Posted: 1 March 2024 Tips & Tricks

A man crashing to the ground during a bike accident, his bicycle flying off in pieces

The best way to handle a bicycle crash

You’ve crashed your bike, or one of your friends has just ploughed face-first into a guard rail. There’s blood, confusion and panic.

What do you do?

Most people feel helpless and unprepared in an emergency situation. But you don’t have to be. We’re going to run you through exactly how to handle a bike crash, from checking for danger and assessing injuries (including shock and concussion) to dealing with bleeding and knowing when to call an ambulance. We’ll even show you what to do if your accident involves a car.

You may not always be able to prevent an accident happening, but with these tips you’ll be able to handle it with confidence.

A man being attended to by several emergency crews. He's lying down, his head strapped into a restraint. There's blood on his face.
"...but is my bike OK?"

What to do after a cycling accident

Straight after a crash, even before you register any pain, shock kicks in.

When this happens, the first instinct is usually to panic, which only makes things worse.

Stop, and take a moment. (Yes, we know this can be easier said than done, but at least try.)

Keeping a clear head will be critical to keep yourself—and other riders—safe.

Is there any immediate danger?

First, check that there are no major injuries – no bones sticking out, no loss of feeling in the limbs.

If you’re banged up but can move OK (e.g. your spine isn’t in pieces), the next step is to ensure you’re not in danger of being hit by an oncoming car or rider.

On a trail? Get off it.

On a road? Get off it.

Got friends with you? Ask them to act as traffic marshals/trail lookouts to avoid a pile-up.

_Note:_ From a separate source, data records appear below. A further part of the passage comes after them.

use serde::{Deserialize, Serialize};

/// Map corner a control is anchored to, spelled the way Leaflet spells it
#[derive(Debug, Clone, Copy, PartialEq, Eq, Serialize, Deserialize)]
#[serde(rename_all = "lowercase")]
pub enum Position {
    TopLeft,
    TopRight,
    BottomLeft,
    BottomRight,
}

impl Default for Position {
    fn default() -> Self {
        Position::TopRight
    }
}

impl std::fmt::Display for Position {
    fn fmt(&self, f: &mut std::fmt::Formatter<'_>) -> std::fmt::Result {
        match self {
            Position::TopLeft => write!(f, "topleft"),
            Position::TopRight => write!(f, "topright"),
            Position::BottomLeft => write!(f, "bottomleft"),
            Position::BottomRight => write!(f, "bottomright"),
        }
    }
}
//! Composes the earthquake map, loads both feeds and writes the scene
//! description for a renderer.

use anyhow::Context;
use clap::Parser;
use quakemap::{
    constants, core::config::FeedLoadingProfile, HttpFeedFetcher, MapBuilder, OverlayKind,
    RadiusPolicy,
};
use std::path::PathBuf;

#[derive(Parser)]
#[command(name = "quakemap-app")]
#[command(about = "Live earthquake and tectonic plate map", long_about = None)]
struct Cli {
    /// Id of the element the map renders into
    #[arg(long, default_value = "map")]
    container: String,

    /// Write the scene JSON here instead of stdout
    #[arg(short, long)]
    output: Option<PathBuf>,

    /// Per-request feed timeout
    #[arg(long, default_value = "15000")]
    timeout_ms: u64,

    /// Retries per feed after the first attempt
    #[arg(long, default_value = "2")]
    retries: u32,

    /// Size negative magnitudes as magnitude * 4 instead of the floor radius
    #[arg(long)]
    legacy_radius: bool,

    /// Base layer shown initially (Outdoors, Satellite or Grayscale)
    #[arg(long)]
    base_layer: Option<String>,

    /// Earthquake GeoJSON feed
    #[arg(long, env = "QUAKEMAP_EARTHQUAKE_FEED", default_value = constants::EARTHQUAKE_FEED_URL)]
    earthquake_feed: String,

    /// Plate boundary GeoJSON feed
    #[arg(long, env = "QUAKEMAP_PLATES_FEED", default_value = constants::TECTONIC_PLATES_FEED_URL)]
    plates_feed: String,
}

#[tokio::main]
async fn main() -> anyhow::Result<()> {
    env_logger::init();
    let cli = Cli::parse();

    let policy = if cli.legacy_radius {
        RadiusPolicy::Legacy
    } else {
        RadiusPolicy::Clamped
    };
    let mut map = MapBuilder::from_env()
        .with_container(cli.container)
        .with_feed_urls(cli.earthquake_feed, cli.plates_feed)
        .with_radius_policy(policy)
        .with_feed_loading(FeedLoadingProfile::Balanced)
        .with_feed_retries(cli.timeout_ms, cli.retries)
        .build()
        .context("invalid map configuration")?;

    if let Some(name) = &cli.base_layer {
        map.select_base_layer(name)?;
    }

    let fetcher = HttpFeedFetcher::new(map.config().feed_loading.clone())
        .context("failed to create HTTP client")?;
    map.load_overlays(&fetcher).await;

    for kind in OverlayKind::ALL {
        if let Some(state) = map.overlay_state(kind) {
            match state.status_message() {
                Some(message) => log::warn!("{}: {}", kind.name(), message),
                None => log::info!("{}: all features displayed", kind.name()),
            }
        }
    }

    let scene = serde_json::to_string_pretty(&map.scene()?)?;
    match cli.output {
        Some(path) => {
            std::fs::write(&path, scene)
                .with_context(|| format!("failed to write {}", path.display()))?;
            log::info!("Scene written to {}", path.display());
        }
        None => println!("{}", scene),
    }

    Ok(())
}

You need to move to a safe spot that’s not only well clear of other cyclists but also any vehicles. A paramedic friend once treated multiple victims at a bike crash scene: firstly, the cyclist who suffered a heart attack, and secondly, his riding buddies who were hit by a car while trying to look after the first guy because the group was blocking the road.

So get yourself (or your injured friend) out of the way as soon as you can.

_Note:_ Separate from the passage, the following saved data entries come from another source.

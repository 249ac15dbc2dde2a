//! Typed earthquake events validated from the USGS GeoJSON summary feed

use crate::{
    core::geo::LatLng,
    data::geojson::{GeoJson, GeoJsonFeature, GeoJsonGeometry},
    MapError, Result,
};

/// Shown in popups when a feed entry carries no place name.
pub const UNKNOWN_PLACE: &str = "Unknown location";

/// One earthquake, with every value the styler and popup need guaranteed
/// present and finite.
#[derive(Debug, Clone, PartialEq)]
pub struct EarthquakeFeature {
    pub id: Option<String>,
    pub magnitude: f64,
    /// Hypocenter depth in kilometers; negative above sea level.
    pub depth: f64,
    pub place: String,
    pub position: LatLng,
    /// Origin time in milliseconds since the Unix epoch.
    pub time: Option<i64>,
}

impl TryFrom<&GeoJsonFeature> for EarthquakeFeature {
    type Error = MapError;

    fn try_from(feature: &GeoJsonFeature) -> Result<Self> {
        let coordinates = match feature.geometry()? {
            GeoJsonGeometry::Point { coordinates } => coordinates,
            other => {
                return Err(MapError::Validation(format!(
                    "expected Point geometry, found {}",
                    geometry_name(&other)
                )))
            }
        };

        let (lng, lat, depth) = match coordinates.as_slice() {
            [lng, lat, depth, ..] => (*lng, *lat, *depth),
            _ => {
                return Err(MapError::Validation(format!(
                    "point has {} coordinates, need longitude, latitude and depth",
                    coordinates.len()
                )))
            }
        };
        if !(lng.is_finite() && lat.is_finite() && depth.is_finite()) {
            return Err(MapError::Validation("non-finite coordinate".to_string()));
        }
        let position = LatLng::new(lat, lng);
        if !position.is_valid() {
            return Err(MapError::Validation(format!(
                "coordinates out of range: {}, {}",
                lat, lng
            )));
        }

        let magnitude = feature
            .property("mag")
            .ok_or_else(|| MapError::Validation("missing magnitude".to_string()))?
            .as_f64()
            .filter(|m| m.is_finite())
            .ok_or_else(|| MapError::Validation("magnitude is not a number".to_string()))?;

        let place = feature
            .property("place")
            .and_then(|p| p.as_str())
            .filter(|p| !p.trim().is_empty())
            .unwrap_or(UNKNOWN_PLACE)
            .to_string();

        let time = feature.property("time").and_then(|t| t.as_i64());

        Ok(Self {
            id: feature.id_string(),
            magnitude,
            depth,
            place,
            position,
            time,
        })
    }
}

fn geometry_name(geometry: &GeoJsonGeometry) -> &'static str {
    match geometry {
        GeoJsonGeometry::Point { .. } => "Point",
        GeoJsonGeometry::LineString { .. } => "LineString",
        GeoJsonGeometry::Polygon { .. } => "Polygon",
        GeoJsonGeometry::MultiPoint { .. } => "MultiPoint",
        GeoJsonGeometry::MultiLineString { .. } => "MultiLineString",
        GeoJsonGeometry::MultiPolygon { .. } => "MultiPolygon",
        GeoJsonGeometry::GeometryCollection { .. } => "GeometryCollection",
    }
}

/// A feed entry that failed validation
#[derive(Debug, Clone, PartialEq)]
pub struct SkippedFeature {
    /// Position in the feed's feature array.
    pub index: usize,
    pub id: Option<String>,
    pub reason: String,
}

/// Result of validating a whole earthquake feed
#[derive(Debug, Clone, Default, PartialEq)]
pub struct EarthquakeBatch {
    pub features: Vec<EarthquakeFeature>,
    pub skipped: Vec<SkippedFeature>,
}

impl EarthquakeBatch {
    pub fn from_geojson(geojson: &GeoJson) -> Self {
        let mut batch = Self::default();

        for (index, feature) in geojson.features().iter().enumerate() {
            match EarthquakeFeature::try_from(feature) {
                Ok(quake) => batch.features.push(quake),
                Err(e) => {
                    log::debug!("Skipping earthquake feature #{}: {}", index, e);
                    batch.skipped.push(SkippedFeature {
                        index,
                        id: feature.id_string(),
                        reason: e.to_string(),
                    });
                }
            }
        }

        if !batch.skipped.is_empty() {
            log::warn!(
                "Skipped {} malformed earthquake feature(s) out of {}",
                batch.skipped.len(),
                batch.skipped.len() + batch.features.len()
            );
        }

        batch
    }
}
//! Configuration for the earthquake map and its feed loading behavior
//!
//! Feed loading tuning follows a preset system: pick a
//! [`FeedLoadingProfile`] or supply custom [`FeedLoadingConfig`] values.

use crate::core::{constants, geo::LatLng};
use crate::style::magnitude::RadiusPolicy;

#[derive(Debug, Clone, PartialEq)]
pub enum FeedLoadingProfile {
    Balanced,
    /// Fail fast: short timeout, no retries.
    LowLatency,
    /// Slow or flaky networks.
    Patient,
    Custom(FeedLoadingConfig),
}

impl FeedLoadingProfile {
    pub fn resolve(&self) -> FeedLoadingConfig {
        match self {
            Self::Balanced => FeedLoadingConfig {
                timeout_ms: 15_000,
                max_retries: 2,
                retry_delay_ms: 500,
                exponential_backoff: true,
            },
            Self::LowLatency => FeedLoadingConfig {
                timeout_ms: 5_000,
                max_retries: 0,
                retry_delay_ms: 0,
                exponential_backoff: false,
            },
            Self::Patient => FeedLoadingConfig {
                timeout_ms: 60_000,
                max_retries: 5,
                retry_delay_ms: 1_000,
                exponential_backoff: true,
            },
            Self::Custom(config) => config.clone(),
        }
    }
}

impl Default for FeedLoadingProfile {
    fn default() -> Self {
        Self::Balanced
    }
}

#[derive(Debug, Clone, PartialEq)]
pub struct FeedLoadingConfig {
    /// Per-request timeout, covering connect and body download.
    pub timeout_ms: u64,
    pub max_retries: u32,
    pub retry_delay_ms: u64,
    pub exponential_backoff: bool,
}

impl FeedLoadingConfig {
    pub fn timeout(&self) -> std::time::Duration {
        std::time::Duration::from_millis(self.timeout_ms)
    }

    /// Upper bound on the time one feed can take, retries included.
    pub fn worst_case_ms(&self) -> u64 {
        let mut total = self.timeout_ms;
        for attempt in 1..=self.max_retries {
            let delay = crate::traits::retry_delay_with_backoff(
                attempt,
                self.max_retries,
                self.retry_delay_ms,
                self.exponential_backoff,
            )
            .map(|d| d.as_millis() as u64)
            .unwrap_or(0);
            total = total.saturating_add(delay).saturating_add(self.timeout_ms);
        }
        total
    }
}

impl Default for FeedLoadingConfig {
    fn default() -> Self {
        FeedLoadingProfile::default().resolve()
    }
}

/// Everything needed to compose one map instance
#[derive(Debug, Clone, PartialEq)]
pub struct MapConfig {
    pub container_id: String,
    pub center: LatLng,
    pub zoom: f64,
    pub earthquake_feed_url: String,
    pub tectonic_plates_feed_url: String,
    /// Mapbox token for the satellite base layer.
    pub mapbox_access_token: Option<String>,
    pub radius_policy: RadiusPolicy,
    pub feed_loading: FeedLoadingConfig,
}

impl MapConfig {
    /// Defaults plus the Mapbox token from `MAPBOX_ACCESS_TOKEN`, if set.
    pub fn from_env() -> Self {
        let token = std::env::var(constants::MAPBOX_TOKEN_ENV)
            .ok()
            .filter(|t| !t.trim().is_empty());
        if token.is_none() {
            log::warn!(
                "{} is not set; satellite tiles will fail to load",
                constants::MAPBOX_TOKEN_ENV
            );
        }
        Self {
            mapbox_access_token: token,
            ..Self::default()
        }
    }

    /// Token substituted into the satellite URL, placeholder when unset.
    pub fn access_token_or_placeholder(&self) -> &str {
        self.mapbox_access_token
            .as_deref()
            .unwrap_or(constants::MAPBOX_TOKEN_PLACEHOLDER)
    }
}

impl Default for MapConfig {
    fn default() -> Self {
        let (lat, lng) = constants::DEFAULT_CENTER;
        Self {
            container_id: constants::DEFAULT_CONTAINER_ID.to_string(),
            center: LatLng::new(lat, lng),
            zoom: constants::DEFAULT_ZOOM,
            earthquake_feed_url: constants::EARTHQUAKE_FEED_URL.to_string(),
            tectonic_plates_feed_url: constants::TECTONIC_PLATES_FEED_URL.to_string(),
            mapbox_access_token: None,
            radius_policy: RadiusPolicy::default(),
            feed_loading: FeedLoadingConfig::default(),
        }
    }
}
//! Map builder for fluent API configuration
//!
//! Starts from [`MapConfig::default`] (or a supplied config) and validates
//! the result before composing the [`Map`].

use crate::{
    core::{
        config::{FeedLoadingConfig, FeedLoadingProfile, MapConfig},
        geo::LatLng,
        map::Map,
    },
    style::magnitude::RadiusPolicy,
    MapError, Result,
};

/// Deepest zoom any of the base layers serves.
const MAX_ZOOM: f64 = 22.0;

/// Builder for creating and configuring Map instances
#[derive(Debug, Clone, Default)]
pub struct MapBuilder {
    config: MapConfig,
}

impl MapBuilder {
    pub fn new() -> Self {
        Self::default()
    }

    pub fn from_config(config: MapConfig) -> Self {
        Self { config }
    }

    /// Defaults plus the Mapbox token from the environment
    pub fn from_env() -> Self {
        Self::from_config(MapConfig::from_env())
    }

    /// Id of the element the map renders into
    pub fn with_container(mut self, container_id: impl Into<String>) -> Self {
        self.config.container_id = container_id.into();
        self
    }

    pub fn with_center_and_zoom(mut self, center: LatLng, zoom: f64) -> Self {
        self.config.center = center;
        self.config.zoom = zoom;
        self
    }

    pub fn with_feed_urls(
        mut self,
        earthquakes: impl Into<String>,
        tectonic_plates: impl Into<String>,
    ) -> Self {
        self.config.earthquake_feed_url = earthquakes.into();
        self.config.tectonic_plates_feed_url = tectonic_plates.into();
        self
    }

    pub fn with_access_token(mut self, token: impl Into<String>) -> Self {
        self.config.mapbox_access_token = Some(token.into());
        self
    }

    pub fn with_radius_policy(mut self, policy: RadiusPolicy) -> Self {
        self.config.radius_policy = policy;
        self
    }

    /// Use a feed loading preset
    pub fn with_feed_loading(mut self, profile: FeedLoadingProfile) -> Self {
        self.config.feed_loading = profile.resolve();
        self
    }

    /// Override the per-request timeout and retry count, keeping the rest
    pub fn with_feed_retries(mut self, timeout_ms: u64, max_retries: u32) -> Self {
        self.config.feed_loading = FeedLoadingConfig {
            timeout_ms,
            max_retries,
            ..self.config.feed_loading
        };
        self
    }

    pub fn config(&self) -> &MapConfig {
        &self.config
    }

    /// Build the map with the configured options
    pub fn build(self) -> Result<Map> {
        let config = self.config;

        if config.container_id.trim().is_empty() {
            return Err(MapError::Validation("container id is empty".to_string()));
        }
        if !(config.center.lat.is_finite() && config.center.lng.is_finite())
            || !config.center.is_valid()
        {
            return Err(MapError::Validation(format!(
                "center out of range: {:?}",
                config.center
            )));
        }
        if !(0.0..=MAX_ZOOM).contains(&config.zoom) {
            return Err(MapError::Validation(format!(
                "zoom {} outside 0..={}",
                config.zoom, MAX_ZOOM
            )));
        }
        for url in [&config.earthquake_feed_url, &config.tectonic_plates_feed_url] {
            if url.trim().is_empty() {
                return Err(MapError::Validation("feed url is empty".to_string()));
            }
        }

        Map::new(config)
    }
}

#[cfg(test)]
mod tests {
    use super::*;
    use crate::core::map::OverlayKind;

    #[test]
    fn test_builder_defaults() {
        let map = MapBuilder::new().build().unwrap();
        assert_eq!(map.config().container_id, "map");
        assert_eq!(map.center(), LatLng::new(37.09, -95.71));
        assert_eq!(map.zoom(), 5.0);
    }

    #[test]
    fn test_builder_overrides() {
        let map = MapBuilder::new()
            .with_container("quake-map")
            .with_center_and_zoom(LatLng::new(35.68, 139.69), 6.0)
            .with_feed_urls("http://localhost/quakes.json", "http://localhost/plates.json")
            .with_access_token("pk.test")
            .with_radius_policy(RadiusPolicy::Legacy)
            .with_feed_retries(2_000, 1)
            .build()
            .unwrap();

        let config = map.config();
        assert_eq!(config.container_id, "quake-map");
        assert_eq!(config.radius_policy, RadiusPolicy::Legacy);
        assert_eq!(config.feed_loading.timeout_ms, 2_000);
        assert_eq!(config.feed_loading.max_retries, 1);
        assert!(config.feed_loading.exponential_backoff);
        assert_eq!(
            map.feed_url(OverlayKind::TectonicPlates),
            "http://localhost/plates.json"
        );
        assert_eq!(config.access_token_or_placeholder(), "pk.test");
    }

    #[test]
    fn test_feed_loading_preset() {
        let builder = MapBuilder::new().with_feed_loading(FeedLoadingProfile::LowLatency);
        assert_eq!(builder.config().feed_loading.max_retries, 0);
    }

    #[test]
    fn test_rejects_invalid_view() {
        assert!(MapBuilder::new()
            .with_center_and_zoom(LatLng::new(120.0, 0.0), 5.0)
            .build()
            .is_err());
        assert!(MapBuilder::new()
            .with_center_and_zoom(LatLng::new(0.0, 0.0), 30.0)
            .build()
            .is_err());
        assert!(MapBuilder::new()
            .with_center_and_zoom(LatLng::new(f64::NAN, 0.0), 5.0)
            .build()
            .is_err());
        assert!(MapBuilder::new().with_container(" ").build().is_err());
    }
}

A young man sitting, holding his hurt leg. Another young man is helping him up off the ground.
It's just a flesh wound.

Is it OK to move a hurt cyclist? What if I make things worse?

Moving someone to a safe area takes precedence over pretty much everything else. If it’s a choice between hauling them off the road and potentially making their injuries worse or leaving them where they are and having someone drive/ride over them, hauling is the right choice every time.

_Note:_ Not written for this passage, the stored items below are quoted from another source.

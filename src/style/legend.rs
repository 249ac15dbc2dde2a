use crate::style::depth::{DepthColor, DEPTH_BREAKPOINTS};
use serde::Serialize;

/// Separator between the two bounds of a closed legend range (en dash).
pub const RANGE_SEPARATOR: char = '\u{2013}';

/// One swatch of the depth legend.
#[derive(Debug, Clone, PartialEq, Serialize)]
pub struct LegendEntry {
    pub color: DepthColor,
    pub lower_bound: f64,
    /// `None` for the last, open-ended bucket.
    pub upper_bound: Option<f64>,
    pub label: String,
}

/// Legend rows for the depth breakpoint table, shallow first.
///
/// Labels read `"-10–10"`, `"10–30"`, ... and the deepest bucket `"90+"`.
pub fn legend_entries() -> Vec<LegendEntry> {
    DEPTH_BREAKPOINTS
        .iter()
        .enumerate()
        .map(|(i, breakpoint)| {
            let upper_bound = DEPTH_BREAKPOINTS.get(i + 1).map(|next| next.lower_bound);
            let label = match upper_bound {
                Some(upper) => format!("{}{}{}", breakpoint.lower_bound, RANGE_SEPARATOR, upper),
                None => format!("{}+", breakpoint.lower_bound),
            };
            LegendEntry {
                color: breakpoint.color,
                lower_bound: breakpoint.lower_bound,
                upper_bound,
                label,
            }
        })
        .collect()
}
pub mod earthquake;
pub mod feed;
pub mod geojson;
pub mod plates;

pub use earthquake::{EarthquakeBatch, EarthquakeFeature, SkippedFeature};
pub use feed::{FeedFetcher, FeedKind, HttpFeedFetcher};
pub use geojson::{GeoJson, GeoJsonFeature, GeoJsonGeometry};
pub use plates::{plate_boundaries, PlateBoundary};
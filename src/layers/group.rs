use crate::{
    core::geo::LatLngBounds,
    layers::base::{LayerProperties, LayerTrait, LayerType},
};
use serde::Serialize;

/// Load status of an overlay
#[derive(Debug, Clone, PartialEq, Eq, Serialize)]
#[serde(tag = "status", rename_all = "snake_case")]
pub enum OverlayState {
    /// Feed requested, nothing drawn yet.
    Loading,
    /// Feed loaded; `skipped` features failed validation and were not drawn.
    Ready { rendered: usize, skipped: usize },
    /// Feed could not be fetched or parsed; the overlay stays empty.
    Unavailable { reason: String },
}

impl OverlayState {
    pub fn is_ready(&self) -> bool {
        matches!(self, OverlayState::Ready { .. })
    }

    /// Text a renderer can show in place of the overlay's content
    pub fn status_message(&self) -> Option<String> {
        match self {
            OverlayState::Loading => Some("Loading…".to_string()),
            OverlayState::Ready { skipped: 0, .. } => None,
            OverlayState::Ready { skipped, .. } => {
                Some(format!("{} feature(s) could not be displayed", skipped))
            }
            OverlayState::Unavailable { .. } => Some("Data unavailable".to_string()),
        }
    }
}

/// Togglable container of layers, Leaflet's `LayerGroup`
pub struct LayerGroup {
    properties: LayerProperties,
    layers: Vec<Box<dyn LayerTrait>>,
    state: OverlayState,
}

impl LayerGroup {
    pub fn new(id: String, name: String) -> Self {
        Self {
            properties: LayerProperties::new(id, name, LayerType::Group),
            layers: Vec::new(),
            state: OverlayState::Loading,
        }
    }

    pub fn with_z_index(mut self, z_index: i32) -> Self {
        self.properties.z_index = z_index;
        self
    }

    /// Child layers of a concrete type
    pub fn layers_of<T: 'static>(&self) -> impl Iterator<Item = &T> {
        self.layers.iter().filter_map(|l| l.as_any().downcast_ref::<T>())
    }

    pub fn len(&self) -> usize {
        self.layers.len()
    }

    pub fn is_empty(&self) -> bool {
        self.layers.is_empty()
    }

    pub fn state(&self) -> &OverlayState {
        &self.state
    }

    /// Replace the group's content with a freshly loaded set of layers
    pub fn fill(&mut self, layers: Vec<Box<dyn LayerTrait>>, skipped: usize) {
        self.layers = layers;
        self.state = OverlayState::Ready {
            rendered: self.layers.len(),
            skipped,
        };
    }

    /// Empty the group and record why
    pub fn mark_unavailable(&mut self, reason: impl Into<String>) {
        self.layers.clear();
        self.state = OverlayState::Unavailable {
            reason: reason.into(),
        };
    }
}

impl LayerTrait for LayerGroup {
    crate::impl_layer_trait!(LayerGroup, properties);
    crate::impl_read_only_options!();

    fn options(&self) -> serde_json::Value {
        let mut json = self.properties.describe();
        json["state"] = serde_json::to_value(&self.state).unwrap_or_default();
        json["status_message"] = self.state.status_message().into();
        json["bounds"] = serde_json::to_value(self.bounds()).unwrap_or_default();
        json["layers"] = self.layers.iter().map(|l| l.options()).collect();
        json
    }

    fn bounds(&self) -> Option<LatLngBounds> {
        self.layers
            .iter()
            .filter_map(|l| l.bounds())
            .reduce(|acc, b| acc.union(&b))
    }
}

Some people also stress about being sued if they accidentally hurt someone while trying to help them, but you don’t need to worry; that’s what the Good Samaritan legislation is for. This clause protects you if you try to help someone in good faith in an emergency situation.

Australia: we’re litigious, but not that litigious.

A laywer sits at a desk, reading a paper entitled 'lawsuit'. She is smartly dressed, in a brightly lit office.
"Well, there goes that idea."

What if you’ve broken a bone?

If you or your friend has a broken bone, that area needs to be kept as immobile as possible.

To help with this, especially while moving to a safe spot, use a blanket or jacket to support the area. In a pinch, even a jersey or t-shirt will work, as you can see here.

Then, of course, call an ambulance.

A young man jumping a BMX, looking down at the ground with an expression of horror.
Regretting life decisions: a moment in time.

Check your head

No broken bones? It’s tempting to try to laugh it off and get straight get back on the bike, but don’t. You can accidentally make things worse by assuming—or pretending—everything’s OK.

Shock and concussion are two conditions which can be hard to identify early but can be life-threatening, so let’s check them out now.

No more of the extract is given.